Los pensadores de la Escuela de París sentaron las bases de la postración del presente, si bien pocos advirtieron su verdadero alcance. Al final el estructuralismo era, como la deconstrucción, una disolución del sentido, un vaciamiento de la cultura y una evaporación de la historia, reducida a mera mitología.

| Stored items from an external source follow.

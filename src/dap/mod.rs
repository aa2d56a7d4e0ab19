pub mod channel;
pub mod protocol;
pub mod sourcemap;
pub mod tracer;
pub mod transport;
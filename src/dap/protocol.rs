use serde::{Deserialize, Serialize};
use serde_json::Value;
use strum_macros::{Display, IntoStaticStr};

/// DAP message envelope.
///
/// `seq` is assigned by the sending side when the message is written, so outgoing messages are
/// built with `seq = 0` and numbered by the channel.
#[derive(Debug, Clone, PartialEq, Serialize, Deserialize, IntoStaticStr)]
#[serde(tag = "type", rename_all = "lowercase")]
#[strum(serialize_all = "lowercase")]
pub enum Message {
    Request {
        seq: i64,
        command: String,
        #[serde(default, skip_serializing_if = "Option::is_none")]
        arguments: Option<Value>,
    },
    Response {
        seq: i64,
        request_seq: i64,
        success: bool,
        command: String,
        #[serde(default, skip_serializing_if = "Option::is_none")]
        message: Option<String>,
        #[serde(default, skip_serializing_if = "Option::is_none")]
        body: Option<Value>,
    },
    Event {
        seq: i64,
        event: String,
        #[serde(default, skip_serializing_if = "Option::is_none")]
        body: Option<Value>,
    },
}

impl Message {
    pub fn seq(&self) -> i64 {
        match self {
            Message::Request { seq, .. }
            | Message::Response { seq, .. }
            | Message::Event { seq, .. } => *seq,
        }
    }

    pub(crate) fn set_seq(&mut self, new_seq: i64) {
        match self {
            Message::Request { seq, .. }
            | Message::Response { seq, .. }
            | Message::Event { seq, .. } => *seq = new_seq,
        }
    }

    /// Build a response envelope. A failed response never carries a body, a successful one never
    /// carries an error message.
    pub fn response(
        request_seq: i64,
        success: bool,
        command: impl Into<String>,
        error_message: Option<String>,
        body: Option<Value>,
    ) -> Self {
        let (message, body) = if success {
            (None, body)
        } else {
            (error_message, None)
        };
        Message::Response {
            seq: 0,
            request_seq,
            success,
            command: command.into(),
            message,
            body,
        }
    }
}

/// Failure payload of a [`Response`].
#[derive(Debug, Clone, PartialEq, thiserror::Error)]
pub enum ResponseError {
    /// The peer answered with `success: false`.
    #[error("request failed: {}", .0.as_deref().unwrap_or("<no message>"))]
    Failed(Option<String>),
    /// No response will ever arrive, the channel closed first.
    #[error("request failed: channel closed before a response was received")]
    ChannelClosed,
}

impl ResponseError {
    pub fn message(&self) -> Option<&str> {
        match self {
            ResponseError::Failed(msg) => msg.as_deref(),
            ResponseError::ChannelClosed => None,
        }
    }
}

/// Received response to an outgoing request.
#[derive(Debug, Clone, PartialEq)]
pub struct Response {
    pub command: String,
    pub result: Result<Option<Value>, ResponseError>,
}

impl Response {
    pub fn success(command: impl Into<String>, body: Option<Value>) -> Self {
        Self {
            command: command.into(),
            result: Ok(body),
        }
    }

    pub fn failure(command: impl Into<String>, message: Option<String>) -> Self {
        Self {
            command: command.into(),
            result: Err(ResponseError::Failed(message)),
        }
    }

    pub(crate) fn channel_closed(command: impl Into<String>) -> Self {
        Self {
            command: command.into(),
            result: Err(ResponseError::ChannelClosed),
        }
    }

    pub fn is_success(&self) -> bool {
        self.result.is_ok()
    }

    pub fn body(&self) -> Option<&Value> {
        self.result.as_ref().ok().and_then(Option::as_ref)
    }

    pub fn error(&self) -> Option<&ResponseError> {
        self.result.as_ref().err()
    }

    pub fn matches(&self, expect: &Expect) -> bool {
        match (expect, &self.result) {
            (Expect::AnySuccess, Ok(_)) => true,
            (Expect::AnyFailure, Err(_)) => true,
            (Expect::Body(expected), Ok(body)) => body.as_ref() == Some(expected),
            (Expect::Failure(expected), Err(err)) => err.message() == Some(expected.as_str()),
            _ => false,
        }
    }
}

/// Response matcher.
#[derive(Debug, Clone, PartialEq)]
pub enum Expect {
    AnySuccess,
    AnyFailure,
    /// Success with exactly this body.
    Body(Value),
    /// Failure with exactly this message.
    Failure(String),
}

/// Incoming request as seen by a request handler.
#[derive(Debug, Clone, PartialEq)]
pub struct IncomingRequest {
    pub seq: i64,
    pub command: String,
    pub arguments: Value,
}

/// DAP event names emitted by the adapter.
#[derive(Debug, Clone, Copy, PartialEq, Display, IntoStaticStr)]
#[strum(serialize_all = "camelCase")]
pub enum EventKind {
    Initialized,
    Stopped,
    Continued,
    Exited,
    Terminated,
    Thread,
    Output,
    Process,
    Breakpoint,
}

Cuando nos acercamos a los antropólogos y a los filósofos, prestamos atención a sus estructuras formales y filosóficas, olvidando las ideas nucleares de las que emanan, y que suelen permanecer ocultas. La idea nuclear de Lévi-Strauss se resume en una pregunta: ¿Qué hace el hombre sobre la tierra? Y el antropólogo responde: Desintegrarla. Es un pensamiento radical, que corta como una navaja de afeitar. La construcción cuando va unida a la destrucción conduce a la nada, viene a decir Lévi-Strauss. Observamos lucidez en sus palabras pero sentimos que trasmiten un pensamiento sin salida, como nuestra época. Con estas alforjas, es para pensar que nos estamos acercando a uno de esos momentos en los que vemos el rostro pavoroso de la verdad.